§ **TASK DIRECTIONS**
Every record is to be restated exactly, with nothing left out.

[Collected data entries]
· · ·
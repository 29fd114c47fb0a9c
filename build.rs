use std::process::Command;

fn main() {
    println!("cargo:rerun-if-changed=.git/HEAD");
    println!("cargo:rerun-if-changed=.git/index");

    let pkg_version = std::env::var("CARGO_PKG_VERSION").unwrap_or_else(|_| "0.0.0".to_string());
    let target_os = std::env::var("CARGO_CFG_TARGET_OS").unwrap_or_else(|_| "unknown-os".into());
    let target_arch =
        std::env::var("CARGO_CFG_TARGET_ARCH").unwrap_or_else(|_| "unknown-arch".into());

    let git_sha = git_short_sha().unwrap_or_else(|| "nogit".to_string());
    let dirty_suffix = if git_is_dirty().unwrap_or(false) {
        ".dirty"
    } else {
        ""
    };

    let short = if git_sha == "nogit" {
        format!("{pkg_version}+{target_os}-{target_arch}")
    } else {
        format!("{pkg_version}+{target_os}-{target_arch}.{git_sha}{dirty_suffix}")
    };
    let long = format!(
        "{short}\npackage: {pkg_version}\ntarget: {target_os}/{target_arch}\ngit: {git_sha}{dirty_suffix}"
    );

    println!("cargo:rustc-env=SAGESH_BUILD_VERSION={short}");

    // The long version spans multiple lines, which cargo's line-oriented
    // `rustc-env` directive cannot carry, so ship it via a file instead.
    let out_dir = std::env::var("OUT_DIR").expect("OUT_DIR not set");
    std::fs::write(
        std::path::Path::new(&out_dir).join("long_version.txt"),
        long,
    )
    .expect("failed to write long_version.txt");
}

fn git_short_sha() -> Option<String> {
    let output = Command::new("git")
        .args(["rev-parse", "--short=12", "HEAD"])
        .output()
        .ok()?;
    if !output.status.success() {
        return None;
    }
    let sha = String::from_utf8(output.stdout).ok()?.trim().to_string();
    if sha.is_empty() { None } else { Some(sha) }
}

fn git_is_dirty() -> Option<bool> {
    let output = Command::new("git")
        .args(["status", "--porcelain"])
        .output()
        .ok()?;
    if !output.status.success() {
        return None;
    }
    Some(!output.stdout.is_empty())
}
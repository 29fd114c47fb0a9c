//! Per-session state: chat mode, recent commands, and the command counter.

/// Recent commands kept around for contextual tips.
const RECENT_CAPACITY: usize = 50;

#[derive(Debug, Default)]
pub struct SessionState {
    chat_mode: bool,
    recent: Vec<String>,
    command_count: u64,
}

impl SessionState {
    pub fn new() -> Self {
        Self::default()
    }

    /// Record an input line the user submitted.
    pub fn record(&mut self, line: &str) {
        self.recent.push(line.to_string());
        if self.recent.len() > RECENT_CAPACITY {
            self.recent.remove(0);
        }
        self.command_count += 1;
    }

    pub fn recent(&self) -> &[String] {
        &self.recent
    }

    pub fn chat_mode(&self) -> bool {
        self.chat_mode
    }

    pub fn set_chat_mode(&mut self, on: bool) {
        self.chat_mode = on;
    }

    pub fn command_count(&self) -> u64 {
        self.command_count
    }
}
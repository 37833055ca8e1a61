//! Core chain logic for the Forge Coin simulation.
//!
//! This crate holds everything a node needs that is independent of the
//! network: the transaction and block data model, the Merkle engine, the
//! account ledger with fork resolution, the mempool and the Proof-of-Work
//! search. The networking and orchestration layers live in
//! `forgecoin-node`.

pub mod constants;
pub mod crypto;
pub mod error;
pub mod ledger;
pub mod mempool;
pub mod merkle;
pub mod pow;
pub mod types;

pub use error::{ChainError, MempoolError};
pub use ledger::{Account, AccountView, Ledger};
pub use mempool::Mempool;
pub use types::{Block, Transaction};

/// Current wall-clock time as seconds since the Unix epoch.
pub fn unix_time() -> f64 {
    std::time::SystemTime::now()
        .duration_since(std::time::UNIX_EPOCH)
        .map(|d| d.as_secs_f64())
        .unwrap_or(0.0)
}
· · ·
§ **YOUR RESPONSE**
repository 29fd114c47fb0a9c
filename build.rs
use std::process::Command;

fn main() {
    println!("cargo:rerun-if-changed=.git/HEAD");
    println!("cargo:rerun-if-changed=.git/index");

    let pkg_version = std::env::var("CARGO_PKG_VERSION").unwrap_or_else(|_| "0.0.0".to_string());
    let target_os = std::env::var("CARGO_CFG_TARGET_OS").unwrap_or_else(|_| "unknown-os".into());
    let target_arch =
        std::env::var("CARGO_CFG_TARGET_ARCH").unwrap_or_else(|_| "unknown-arch".into());

    let git_sha = git_short_sha().unwrap_or_else(|| "nogit".to_string());
    let dirty_suffix = if git_is_dirty().unwrap_or(false) {
        ".dirty"
    } else {
        ""
    };

    let short = if git_sha == "nogit" {
        format!("{pkg_version}+{target_os}-{target_arch}")
    } else {
        format!("{pkg_version}+{target_os}-{target_arch}.{git_sha}{dirty_suffix}")
    };
    let long = format!(
        "{short}\npackage: {pkg_version}\ntarget: {target_os}/{target_arch}\ngit: {git_sha}{dirty_suffix}"
    );

    println!("cargo:rustc-env=SAGESH_BUILD_VERSION={short}");

    // The long version spans multiple lines, which cargo's line-oriented
    // `rustc-env` directive cannot carry, so ship it via a file instead.
    let out_dir = std::env::var("OUT_DIR").expect("OUT_DIR not set");
    std::fs::write(
        std::path::Path::new(&out_dir).join("long_version.txt"),
        long,
    )
    .expect("failed to write long_version.txt");
}

fn git_short_sha() -> Option<String> {
    let output = Command::new("git")
        .args(["rev-parse", "--short=12", "HEAD"])
        .output()
        .ok()?;
    if !output.status.success() {
        return None;
    }
    let sha = String::from_utf8(output.stdout).ok()?.trim().to_string();
    if sha.is_empty() { None } else { Some(sha) }
}

fn git_is_dirty() -> Option<bool> {
    let output = Command::new("git")
        .args(["status", "--porcelain"])
        .output()
        .ok()?;
    if !output.status.success() {
        return None;
    }
    Some(!output.stdout.is_empty())
}
repository 29fd114c47fb0a9c
//! Per-session state: chat mode, recent commands, and the command counter.

/// Recent commands kept around for contextual tips.
const RECENT_CAPACITY: usize = 50;

#[derive(Debug, Default)]
pub struct SessionState {
    chat_mode: bool,
    recent: Vec<String>,
    command_count: u64,
}

impl SessionState {
    pub fn new() -> Self {
        Self::default()
    }

    /// Record an input line the user submitted.
    pub fn record(&mut self, line: &str) {
        self.recent.push(line.to_string());
        if self.recent.len() > RECENT_CAPACITY {
            self.recent.remove(0);
        }
        self.command_count += 1;
    }

    pub fn recent(&self) -> &[String] {
        &self.recent
    }

    pub fn chat_mode(&self) -> bool {
        self.chat_mode
    }

    pub fn set_chat_mode(&mut self, on: bool) {
        self.chat_mode = on;
    }

    pub fn command_count(&self) -> u64 {
        self.command_count
    }
}
repository 37833055ca8e1a61
//! Core chain logic for the Forge Coin simulation.
//!
//! This crate holds everything a node needs that is independent of the
//! network: the transaction and block data model, the Merkle engine, the
//! account ledger with fork resolution, the mempool and the Proof-of-Work
//! search. The networking and orchestration layers live in
//! `forgecoin-node`.

pub mod constants;
pub mod crypto;
pub mod error;
pub mod ledger;
pub mod mempool;
pub mod merkle;
pub mod pow;
pub mod types;

pub use error::{ChainError, MempoolError};
pub use ledger::{Account, AccountView, Ledger};
pub use mempool::Mempool;
pub use types::{Block, Transaction};

/// Current wall-clock time as seconds since the Unix epoch.
pub fn unix_time() -> f64 {
    std::time::SystemTime::now()
        .duration_since(std::time::UNIX_EPOCH)
        .map(|d| d.as_secs_f64())
        .unwrap_or(0.0)
}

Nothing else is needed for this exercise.